The social network’s stock had a cold welcome when it went public in May 2012 and almost instantly tanked well-below their listing price.
The recent bump comes largely from a review by stock analysis firm Cowen Group who upgraded the company’s status from ‘Market Perform’ to ‘Outperform’ on Friday.
They based their high expectations on the expected growth of Instagram’s ad revenue and their increased profitability of mobile and video ads on the site.
In their report, they also nearly doubled their price target for the stock, moving it from $29 to $53.
Now it is nearly reaching that figure as it has been on a upward trajectory ever since the report came out.

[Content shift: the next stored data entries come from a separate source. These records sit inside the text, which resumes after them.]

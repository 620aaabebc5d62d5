use std::time::{Duration, Instant};

use super::timers::{TimerKind, TimerRegistry};

/// Visibility of the controls chrome.
///
/// Shown on any interaction and hidden once the inactivity timer fires,
/// unless a list panel is open or playback is paused at that moment.
#[derive(Debug, Clone)]
pub struct ControlsVisibility {
    visible: bool,
    hide_after: Duration,
}

impl ControlsVisibility {
    pub fn new(hide_after: Duration) -> Self {
        Self {
            visible: true,
            hide_after,
        }
    }

    pub fn is_visible(&self) -> bool {
        self.visible
    }

    /// Show the controls and restart the inactivity window.
    pub fn reset_timer(&mut self, timers: &mut TimerRegistry, now: Instant) {
        self.visible = true;
        timers.arm(TimerKind::ControlsHide, now + self.hide_after);
    }

    pub fn hide(&mut self, timers: &mut TimerRegistry) {
        self.visible = false;
        timers.cancel(TimerKind::ControlsHide);
    }

    /// Inactivity timer fired. Returns whether the controls were hidden.
    pub fn on_timer(&mut self, list_open: bool, is_playing: bool) -> bool {
        if list_open || !is_playing {
            return false;
        }
        self.visible = false;
        true
    }
}
//! Test doubles for the playback controller
//!
//! Compiled into the library so integration tests and downstream shells can
//! drive the controller without a real video backend.

pub mod backend;
pub mod fixtures;

pub use backend::{BackendCall, BackendProbe, RecordingBackend, RecordingFactory};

At noon on Tuesday, it reached an all-time high of $50.55 but then dropped slightly in the following minutes.
The stock was initially priced at $38-per-share and today’s record-breaking high means that it is up 31.5 per cent since hitting the market.
At its lowest point, Facebook shares were selling for $18-a-piece.
The Cowen Group was not the only ones to raise their expectations for the stock, as Mashable reports that Citi analyst Mark May projected that the target price for Facebook should be $55.
His call was not based on the ads themselves but rather discussions he had with advertisers interested in the global brand.
A third firm- Canaccord Genuity- placed the stock in their buy column as a result of similar advertising expectations.
Ad sales are a popular topic right now as the 10th annual Advertising Week in New York City with a variety of events and panel discussions.